Remember, you know everything about your business. They don’t. Sellers hate due diligence and it is never fun. I liken it to an invasive medical exam. You’re never quite ready for it and it seems to go on forever.
As part of due diligence, buyers typically get a third-party quality of earnings (QOE) report from independent financial consultants or accounting firms. A QOE report assesses past financial performance, as well as the “quality” or likelihood that it will continue. This helps buyers mitigate the risk that they are looking at things through rose-colored glasses and it fulfills their fiduciary duty of care to stakeholders and investors.
Increasingly, to move a deal along faster and help maximize value, we are encouraging clients in larger transactions to invest the $40,000 or more that it costs to get a “seller’s QOE” report. This helps the seller identify all of the relevant add-backs and adjustments to EBITDA so they can maximize value. It also helps them obtain a quality check on their compliance with GAAP and allows them to adjust accounting policies, while lending credibility to their representations of profitability, accelerating the process by gathering all of the relevant information for buyers to review, helping establish a working capital target and presenting financials in the “trailing 12-month” period, which is most important to both parties.

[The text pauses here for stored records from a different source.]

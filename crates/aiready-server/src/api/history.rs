use axum::{
    extract::{Query, State},
    Extension, Json,
};
use serde::{Deserialize, Serialize};

use aiready_core::Report;

use crate::middleware::RequestId;

use super::{map_analyzer_error, map_db_error, ApiError, ApiResponse, AppState, ResponseMeta};

#[derive(Debug, Deserialize)]
pub(super) struct HistoryQuery {
    pub url: String,
}

#[derive(Debug, Serialize)]
pub(super) struct HistoryData {
    pub latest: Option<Report>,
    pub previous: Option<Report>,
}

/// `GET /api/v1/history?url=`: latest and previous scans for a URL.
///
/// An unconfigured store degrades to a structured `history_not_configured`
/// error; it never affects the analysis and comparison paths.
pub(super) async fn history(
    State(state): State<AppState>,
    Extension(req_id): Extension<RequestId>,
    Query(query): Query<HistoryQuery>,
) -> Result<Json<ApiResponse<HistoryData>>, ApiError> {
    let canonical = aiready_analyzer::canonicalize(&query.url)
        .map_err(|e| map_analyzer_error(req_id.0.clone(), &e))?;

    let Some(pool) = &state.pool else {
        return Err(ApiError::new(
            req_id.0,
            "history_not_configured",
            "History not configured",
        ));
    };

    let (latest, previous) = aiready_db::get_history(pool, &canonical)
        .await
        .map_err(|e| map_db_error(req_id.0.clone(), &e))?;

    let latest = latest
        .map(aiready_db::ReportRow::into_report)
        .transpose()
        .map_err(|e| map_db_error(req_id.0.clone(), &e))?;
    let previous = previous
        .map(aiready_db::ReportRow::into_report)
        .transpose()
        .map_err(|e| map_db_error(req_id.0.clone(), &e))?;

    Ok(Json(ApiResponse {
        data: HistoryData { latest, previous },
        meta: ResponseMeta::new(req_id.0),
    }))
}
//! Map generation: seed room plus bounded-retry growth.
//!
//! A run seeds the grid with one randomly placed room, then grows the
//! layout one room at a time: pick an existing room, pick an exit
//! point on its perimeter, and try to fit a freshly sized room over
//! that point. Every successful growth step records exactly one door
//! on the parent room.

use super::errors::GenerationError;
use super::grid::Grid;
use super::room::Room;
use crate::consts::{GROWTH_ATTEMPT_LIMIT, MAX_ROOM_EXTENT, MIN_ROOM_EXTENT};
use crate::rng::MapRng;

/// Tunable generation knobs
///
/// Defaults: room extents uniform in 2..=6, 1000 placement attempts
/// per step.
#[derive(Debug, Clone, Copy, PartialEq, Eq)]
pub struct GenOptions {
    /// Smallest room extent per dimension (inclusive)
    pub min_room_extent: i32,
    /// Largest room extent per dimension (inclusive)
    pub max_room_extent: i32,
    /// Placement attempts per step before the run fails
    pub attempt_limit: u32,
}

impl Default for GenOptions {
    fn default() -> Self {
        Self {
            min_room_extent: MIN_ROOM_EXTENT,
            max_room_extent: MAX_ROOM_EXTENT,
            attempt_limit: GROWTH_ATTEMPT_LIMIT,
        }
    }
}

/// Outcome of a bounded placement loop
enum Retry {
    Placed,
    Exhausted,
}

/// Run `attempt` until it reports success or the bound runs dry
fn with_retries(limit: u32, mut attempt: impl FnMut() -> bool) -> Retry {
    for _ in 0..limit {
        if attempt() {
            return Retry::Placed;
        }
    }
    Retry::Exhausted
}

/// Size a candidate room and anchor it so its footprint covers
/// `target`. Returns the room unplaced; the caller inserts it.
fn random_room(
    grid: &Grid,
    target: (i32, i32),
    opts: &GenOptions,
    rng: &mut MapRng,
) -> Option<Room> {
    let width = rng.between(opts.min_room_extent, opts.max_room_extent);
    let height = rng.between(opts.min_room_extent, opts.max_room_extent);
    let (x, y) = grid.find_fit(target.0, target.1, width, height)?;
    Some(Room::new(x, y, width, height))
}

/// Generate a map with the default options.
///
/// See [`generate_map_with`].
pub fn generate_map(
    width: i32,
    height: i32,
    room_count: u32,
    rng: &mut MapRng,
) -> Result<Grid, GenerationError> {
    generate_map_with(width, height, room_count, &GenOptions::default(), rng)
}

/// Generate a width x height map holding one seed room plus
/// `room_count` grown rooms, each grown room connected to its parent
/// by a door.
///
/// Fails with a typed error when a placement bound is exhausted; a
/// partially grown map is never returned.
pub fn generate_map_with(
    width: i32,
    height: i32,
    room_count: u32,
    opts: &GenOptions,
    rng: &mut MapRng,
) -> Result<Grid, GenerationError> {
    let mut grid = Grid::new(width, height);

    // Seed room: anchored over a uniformly random in-bounds point.
    let seeded = with_retries(opts.attempt_limit, || {
        let target = (rng.upto(width), rng.upto(height));
        match random_room(&grid, target, opts, rng) {
            Some(room) => {
                grid.insert(room);
                true
            }
            None => false,
        }
    });
    if let Retry::Exhausted = seeded {
        return Err(GenerationError::SeedExhausted {
            attempts: opts.attempt_limit,
        });
    }

    for placed in 0..room_count {
        let grown = with_retries(opts.attempt_limit, || {
            let parent = rng.upto(grid.rooms().len() as i32) as usize;
            let exit = grid.rooms()[parent].random_exit_position(rng);
            match random_room(&grid, exit, opts, rng) {
                Some(room) => {
                    grid.room_mut(parent).add_door(exit);
                    grid.insert(room);
                    true
                }
                None => false,
            }
        });
        if let Retry::Exhausted = grown {
            return Err(GenerationError::GrowthExhausted {
                placed,
                requested: room_count,
            });
        }
    }

    Ok(grid)
}
//! Tile values stored in the occupancy grid.

use serde::{Deserialize, Serialize};
use strum::{Display, EnumIter};

use crate::consts::{S_FLOOR, S_NONE, S_OBSTACLE};

/// One cell's worth of map content
#[derive(
    Debug, Clone, Copy, PartialEq, Eq, Hash, Default, Serialize, Deserialize, Display, EnumIter,
)]
#[repr(u8)]
pub enum TileKind {
    /// Unclaimed: no room covers this cell
    #[default]
    None = 0,
    /// Walkable room interior
    Floor = 1,
    /// Reserved for future content; generation never places it
    Obstacle = 2,
}

impl TileKind {
    /// Check if a cell holding this value belongs to some room
    pub const fn is_claimed(&self) -> bool {
        !matches!(self, TileKind::None)
    }

    /// Get the display character for this tile
    pub const fn symbol(&self) -> char {
        match self {
            TileKind::None => S_NONE,
            TileKind::Floor => S_FLOOR,
            TileKind::Obstacle => S_OBSTACLE,
        }
    }
}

Seller’s QOE reports are ways for sellers to validate for themselves their own profitability so that when they do get an acceptable offer from a credible buyer, they feel more confident that a transaction will go through and that they won’t face pricing discount pressure based on their numbers not holding up in the buyer’s QOE.
As investment bankers, we don’t want to get involved in bad deals and life is too short to spend it inside a courtroom. I find that transparency is always the best policy when doing an M&A transaction.
Don’t hide the bad stuff. In fact, bring it to light. By doing so, the other party can assess your risks and better understand how they can make your problem less of a liability and more of an opportunity.